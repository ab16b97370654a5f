//! Benchmark utilities: a message-board schema and random graphs over it.

use entigraph_core::{
    CollisionPolicy, Context, Entity, EntitySchema, IndexDef, RelationDef, RelationValue, Schema, SortOrder,
};
use rand::seq::SliceRandom;
use rand::Rng;

const WORDS: &[&str] = &[
    "graph", "index", "merge", "cascade", "tombstone", "query", "ledger", "relation", "fragment", "chunk",
    "unique", "scan", "sort", "token", "restore", "detach",
];

/// Schema used by every benchmark.
///
/// `Board.posts` cascades to `Post.board`; posts carry a hash index on
/// `author`, a sort index on `score` and a full-text index on `body`.
#[must_use]
pub fn board_schema() -> Schema {
    Schema::new()
        .with(
            EntitySchema::new("Board")
                .with_relation(RelationDef::to_many("posts", "Post").mutual("board").cascade())
                .with_index(IndexDef::unique("by_slug", ["slug"], CollisionPolicy::Fail)),
        )
        .with(
            EntitySchema::new("Post")
                .with_relation(RelationDef::to_one("board", "Board").mutual("posts"))
                .with_index(IndexDef::hash("by_author", ["author"]))
                .with_index(IndexDef::sort("by_score", [("score", SortOrder::Descending)]))
                .with_index(IndexDef::full_text("body_text", ["body"])),
        )
}

/// Random text of `words` words.
pub fn random_body(rng: &mut impl Rng, words: usize) -> String {
    (0..words)
        .filter_map(|_| WORDS.choose(rng).copied())
        .collect::<Vec<_>>()
        .join(" ")
}

/// A post with random author, score and body.
pub fn random_post(rng: &mut impl Rng, id: usize, authors: usize) -> Entity {
    Entity::new("Post", format!("p{id}"))
        .with_field("author", format!("a{}", rng.gen_range(0..authors.max(1))))
        .with_field("score", rng.gen_range(0..1_000i64))
        .with_field("body", random_body(rng, 12))
}

/// A board carrying `posts` inline posts.
pub fn random_board(rng: &mut impl Rng, id: usize, posts: usize, authors: usize) -> Entity {
    let posts = (0..posts)
        .map(|n| random_post(rng, id * posts + n, authors))
        .collect();
    Entity::new("Board", format!("b{id}"))
        .with_field("slug", format!("board-{id}"))
        .with_relation("posts", RelationValue::entities(posts))
}

/// A context holding `boards` boards of `posts_per_board` posts each.
///
/// # Panics
///
/// Panics if the schema or a save is rejected.
#[must_use]
pub fn populated(boards: usize, posts_per_board: usize, authors: usize) -> Context {
    let mut rng = rand::thread_rng();
    let mut ctx = Context::new(board_schema()).expect("valid schema");
    for id in 0..boards {
        ctx.save(random_board(&mut rng, id, posts_per_board, authors))
            .expect("save board");
    }
    ctx
}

· · · · · · ·

→ **Exercise directions**: Isolate the lines above that contain the word "mutual" and copy them.

→ **Output for this task**:
                .with_relation(RelationDef::to_many("posts", "Post").mutual("board").cascade())
                .with_relation(RelationDef::to_one("board", "Board").mutual("posts"))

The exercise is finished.